= Beginning of Section =
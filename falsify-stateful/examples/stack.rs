//! Example: a bounded stack checked against action chains

use falsify::{Arbitrary, TestConfig, check_with_config, just, one_of, range};
use falsify_stateful::prelude::*;

/// A stack that silently drops pushes beyond its capacity
#[derive(Debug, Clone, PartialEq)]
struct BoundedStack {
    items: Vec<i32>,
    capacity: usize,
}

impl BoundedStack {
    fn new() -> Self {
        Self {
            items: Vec::new(),
            capacity: 5,
        }
    }

    fn push(mut self, item: i32) -> Self {
        if self.items.len() < self.capacity {
            self.items.push(item);
        }
        self
    }

    fn pop(mut self) -> Self {
        self.items.pop();
        self
    }
}

fn main() {
    let pushes = range(-10, 10).map(|value| {
        action(format!("push({value})"), move |stack: BoundedStack| stack.push(value)).into_ref()
    });
    let pop = action("pop", BoundedStack::pop)
        .when(|stack: &BoundedStack| !stack.items.is_empty())
        .into_ref();

    let chains = sequences(one_of(vec![pushes.boxed(), just(pop).boxed()]), BoundedStack::new)
        .of_max_size(40)
        .with_invariant(Invariant::holds("never full", |stack: &BoundedStack| {
            stack.items.len() < stack.capacity
        }));

    let result = check_with_config(
        chains,
        |chain: &ActionSequence<BoundedStack>| chain.run(BoundedStack::new()).map(|_| ()),
        TestConfig::default().with_seed(7),
    );

    match result {
        Ok(success) => println!("✓ All {} chains kept the stack below capacity", success.tries),
        Err(failure) => {
            println!("✗ {}", failure.error);
            if let Some(chain) = failure.minimal_input() {
                let _ = chain.run(BoundedStack::new());
                println!("  Minimal chain: {chain}");
                println!("  Final model: {:?}", chain.final_model());
            }
            println!("  Shrink steps: {}", failure.shrink_steps);
        }
    }
}
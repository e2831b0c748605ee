//! Shrinking distance: an ordered, summable measure of how far a value is from minimal.

use std::cmp::Ordering;
use std::fmt;

use crate::shrinkable::{Generated, Shrinkable};

/// Distance of a value from its minimal form
///
/// Dimensions are compared lexicographically. A missing dimension counts as zero,
/// so `[3]` and `[3, 0]` are equal. Collections put their size into the first
/// dimension, which lets size reductions dominate element simplifications.
///
/// Element sums are exact: they are carried like a multi-word number into a
/// dedicated overflow dimension placed right after the size.
#[derive(Clone, Default)]
pub struct ShrinkingDistance {
    dimensions: Vec<u64>,
}

impl ShrinkingDistance {
    /// Create a distance from its dimensions
    pub fn of(dimensions: &[u64]) -> Self {
        Self {
            dimensions: dimensions.to_vec(),
        }
    }

    /// The distance of an already minimal value
    pub fn zero() -> Self {
        Self::of(&[0])
    }

    /// A distance that is larger than or equal to any other single-dimension distance
    pub fn max() -> Self {
        Self::of(&[u64::MAX])
    }

    /// Distance of a collection: its size followed by the exact sum of element distances
    pub fn for_collection<T: Generated>(elements: &[Shrinkable<T>]) -> Self {
        let distances: Vec<_> = elements.iter().map(Shrinkable::distance).collect();
        Self::of(&[elements.len() as u64]).append(&Self::sum(&distances))
    }

    /// Exact sum of `distances`, one dimension longer than the widest summand
    ///
    /// Each dimension is a base 2^64 digit with the first dimension most significant.
    /// Carries move towards the front and the leading dimension holds the overflow,
    /// so the sum is strictly monotone in every summand.
    pub fn sum(distances: &[ShrinkingDistance]) -> Self {
        let width = distances.iter().map(Self::len).max().unwrap_or(0).max(1);
        let mut columns = vec![0u128; width];
        for distance in distances {
            for (column, digit) in columns.iter_mut().zip(&distance.dimensions) {
                *column += u128::from(*digit);
            }
        }

        let mut dimensions = vec![0u64; width + 1];
        let mut carry: u128 = 0;
        for (index, column) in columns.iter().enumerate().rev() {
            let total = column + carry;
            dimensions[index + 1] = total as u64;
            carry = total >> 64;
        }
        dimensions[0] = carry as u64;
        Self { dimensions }
    }

    /// Concatenate the dimensions of several distances in order
    pub fn combine(distances: &[ShrinkingDistance]) -> Self {
        distances
            .iter()
            .fold(Self::of(&[]), |combined, distance| combined.append(distance))
    }

    /// Element-wise sum, saturating at `u64::MAX`
    pub fn plus(&self, other: &ShrinkingDistance) -> Self {
        let len = self.dimensions.len().max(other.dimensions.len());
        let dimensions = (0..len)
            .map(|i| self.at(i).saturating_add(other.at(i)))
            .collect();
        Self { dimensions }
    }

    /// Concatenate the dimensions of `other` after this distance's dimensions
    pub fn append(&self, other: &ShrinkingDistance) -> Self {
        let mut dimensions = self.dimensions.clone();
        dimensions.extend_from_slice(&other.dimensions);
        Self { dimensions }
    }

    /// Extend with zero dimensions up to `width`; longer distances are returned unchanged
    pub fn padded(&self, width: usize) -> Self {
        let mut dimensions = self.dimensions.clone();
        if dimensions.len() < width {
            dimensions.resize(width, 0);
        }
        Self { dimensions }
    }

    pub fn len(&self) -> usize {
        self.dimensions.len()
    }

    pub fn is_empty(&self) -> bool {
        self.dimensions.is_empty()
    }

    pub fn dimensions(&self) -> &[u64] {
        &self.dimensions
    }

    /// True when every dimension is zero
    pub fn is_zero(&self) -> bool {
        self.dimensions.iter().all(|d| *d == 0)
    }

    fn at(&self, index: usize) -> u64 {
        self.dimensions.get(index).copied().unwrap_or(0)
    }
}

impl Ord for ShrinkingDistance {
    fn cmp(&self, other: &Self) -> Ordering {
        let len = self.dimensions.len().max(other.dimensions.len());
        (0..len)
            .map(|i| self.at(i).cmp(&other.at(i)))
            .find(|ordering| *ordering != Ordering::Equal)
            .unwrap_or(Ordering::Equal)
    }
}

impl PartialOrd for ShrinkingDistance {
    fn partial_cmp(&self, other: &Self) -> Option<Ordering> {
        Some(self.cmp(other))
    }
}

impl PartialEq for ShrinkingDistance {
    fn eq(&self, other: &Self) -> bool {
        self.cmp(other) == Ordering::Equal
    }
}

impl Eq for ShrinkingDistance {}

impl fmt::Debug for ShrinkingDistance {
    fn fmt(&self, f: &mut fmt::Formatter<'_>) -> fmt::Result {
        write!(f, "{}", self)
    }
}

impl fmt::Display for ShrinkingDistance {
    fn fmt(&self, f: &mut fmt::Formatter<'_>) -> fmt::Result {
        write!(f, "ShrinkingDistance{:?}", self.dimensions)
    }
}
= End of Section =
▸ **ACTIVITY**
For this exercise, work out how many lines in the material include "Debug", and give only the number.

▸ **TASK ANSWER**
2